All over historic North Yorkshire and Cleveland, from Middlesbrough to Great Ayton; Redcar to Marske; and Staithes to Whitby; there are places with Cook connections to visit and explore. This area is known as Captain Cook Country
Captain James Cook Celebrated North Country Navigator
(via Plep)
This cottage in Great Ayton looks familiar, and it is interesting for a Melburnian to see Cook's Father's House aka Cook's Cottage in context.
This year marks the 70th anniversary of Cooks' Cottage, the home of Captain James Cook's parents, being shipped from England and rebuilt in Melbourne...
Despite initial claims of a close link to Captain Cook himself, it is not certain whether the pioneer navigator ever stayed in the cottage. The Age
Comments: cook's cottages
We have always had a 'thing' about Cook in my family. I have regularly derided a so-called explorer who could sail past the heads of Sydney Harbour and not go in.
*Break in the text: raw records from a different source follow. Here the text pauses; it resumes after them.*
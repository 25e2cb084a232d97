//! Metadata extraction.
//!
//! Photo facts (camera, exposure, capture time, …) come from an external tool,
//! `exiftool` by default, run once per photo as `exiftool -json <path>`. The
//! tool speaks its own tag vocabulary; this module maps it onto the small
//! canonical field set stored in metadata records.
//!
//! ## Tag mapping
//!
//! The mapping is the ordered `[[metadata.fields]]` table from the config.
//! Tags not in the table are dropped silently, so new camera firmware adding
//! tags never breaks a run. When several tags map to one field (the three
//! lens tags do) the row listed last wins:
//!
//! ```text
//! Lens      → lens   "XF23mmF2 R WR"
//! LensInfo  → lens   "23mm f/2"
//! LensModel → lens   "XF23mmF2 R WR"   ← kept
//! ```
//!
//! ## Values
//!
//! Records store strings only. The tool emits JSON, so numbers are kept in
//! their printed form (`2.8`, `400`), booleans become `true`/`false`, lists
//! and objects are stored as compact JSON, and `null` is dropped.

use crate::config::{FieldMapping, MetadataConfig};
use serde_json::Value;
use std::collections::BTreeMap;
use std::path::Path;
use std::process::Command;
use thiserror::Error;

/// Canonical field name → value.
pub type FieldMap = BTreeMap<String, String>;

#[derive(Error, Debug)]
pub enum ExtractError {
    #[error("failed to run {command}: {source}")]
    Spawn {
        command: String,
        #[source]
        source: std::io::Error,
    },
    #[error("{command} exited with {status}: {stderr}")]
    ToolFailed {
        command: String,
        status: std::process::ExitStatus,
        stderr: String,
    },
    #[error("unreadable metadata output: {0}")]
    Json(#[from] serde_json::Error),
    #[error("unexpected metadata output: {0}")]
    Malformed(String),
}

/// Source of per-photo metadata.
///
/// `Sync` so a single extractor can be shared by all ingest workers.
pub trait MetadataExtractor: Sync {
    /// Extract canonical fields for one photo.
    fn extract(&self, path: &Path) -> Result<FieldMap, ExtractError>;
}

/// Extractor backed by an `exiftool`-compatible command.
#[derive(Debug, Clone)]
pub struct ExifTool {
    command: String,
    args: Vec<String>,
    fields: Vec<FieldMapping>,
}

impl ExifTool {
    pub fn new(config: &MetadataConfig) -> Self {
        Self {
            command: config.command.clone(),
            args: config.args.clone(),
            fields: config.fields.clone(),
        }
    }
}

impl MetadataExtractor for ExifTool {
    fn extract(&self, path: &Path) -> Result<FieldMap, ExtractError> {
        let output = Command::new(&self.command)
            .args(&self.args)
            .arg(path)
            .output()
            .map_err(|source| ExtractError::Spawn {
                command: self.command.clone(),
                source,
            })?;

        if !output.status.success() {
            return Err(ExtractError::ToolFailed {
                command: self.command.clone(),
                status: output.status,
                stderr: String::from_utf8_lossy(&output.stderr).trim().to_string(),
            });
        }

        let raw = parse_tool_output(&output.stdout)?;
        Ok(map_fields(&raw, &self.fields))
    }
}

/// Parse the tool's stdout: a JSON array whose first element is a tag object.
pub fn parse_tool_output(stdout: &[u8]) -> Result<serde_json::Map<String, Value>, ExtractError> {
    let value: Value = serde_json::from_slice(stdout)?;
    let Value::Array(items) = value else {
        return Err(ExtractError::Malformed("expected a JSON array".into()));
    };
    match items.into_iter().next() {
        Some(Value::Object(map)) => Ok(map),
        Some(_) => Err(ExtractError::Malformed(
            "expected the first array element to be an object".into(),
        )),
        None => Err(ExtractError::Malformed("empty result array".into())),
    }
}

/// Map raw tool tags onto canonical fields using `table`.
///
/// Rows are applied in order, so for a field fed by several tags the last
/// present tag wins. Tags missing from the table are ignored.
pub fn map_fields(raw: &serde_json::Map<String, Value>, table: &[FieldMapping]) -> FieldMap {
    let mut fields = FieldMap::new();
    for mapping in table {
        if let Some(value) = raw.get(&mapping.tag).and_then(value_to_string) {
            fields.insert(mapping.field.clone(), value);
        }
    }
    fields
}

fn value_to_string(value: &Value) -> Option<String> {
    match value {
        Value::Null => None,
        Value::String(s) => Some(s.clone()),
        Value::Bool(b) => Some(b.to_string()),
        Value::Number(n) => Some(n.to_string()),
        Value::Array(_) | Value::Object(_) => Some(value.to_string()),
    }
}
They are super impressive from off the coast, what was he thinking? Still, he had just had to make a toilet stop for the kids in Botany Bay, maybe he was just trying to get some kilometres done before it got too dark... I don't know.
Other than that, his major defect was the amount of imagination he put into naming things. Whitsunday Passage because he sailed through on Whitsunday, Thursday Island, discovered on a Thursday, New South Wales because it looked like South Wales, etc. Please - these things create lasting impressions, for goodness sake! We refer to such names as "Cookism's" and look out for them everywhere. Our hypothetical worst case Cookism (as yet unseen) would be to name a lovely flowing stream 'Wet Creek'. You sure don't need to drive too far in the outback to find a 'Dry Creek' but the converse has yet to show up.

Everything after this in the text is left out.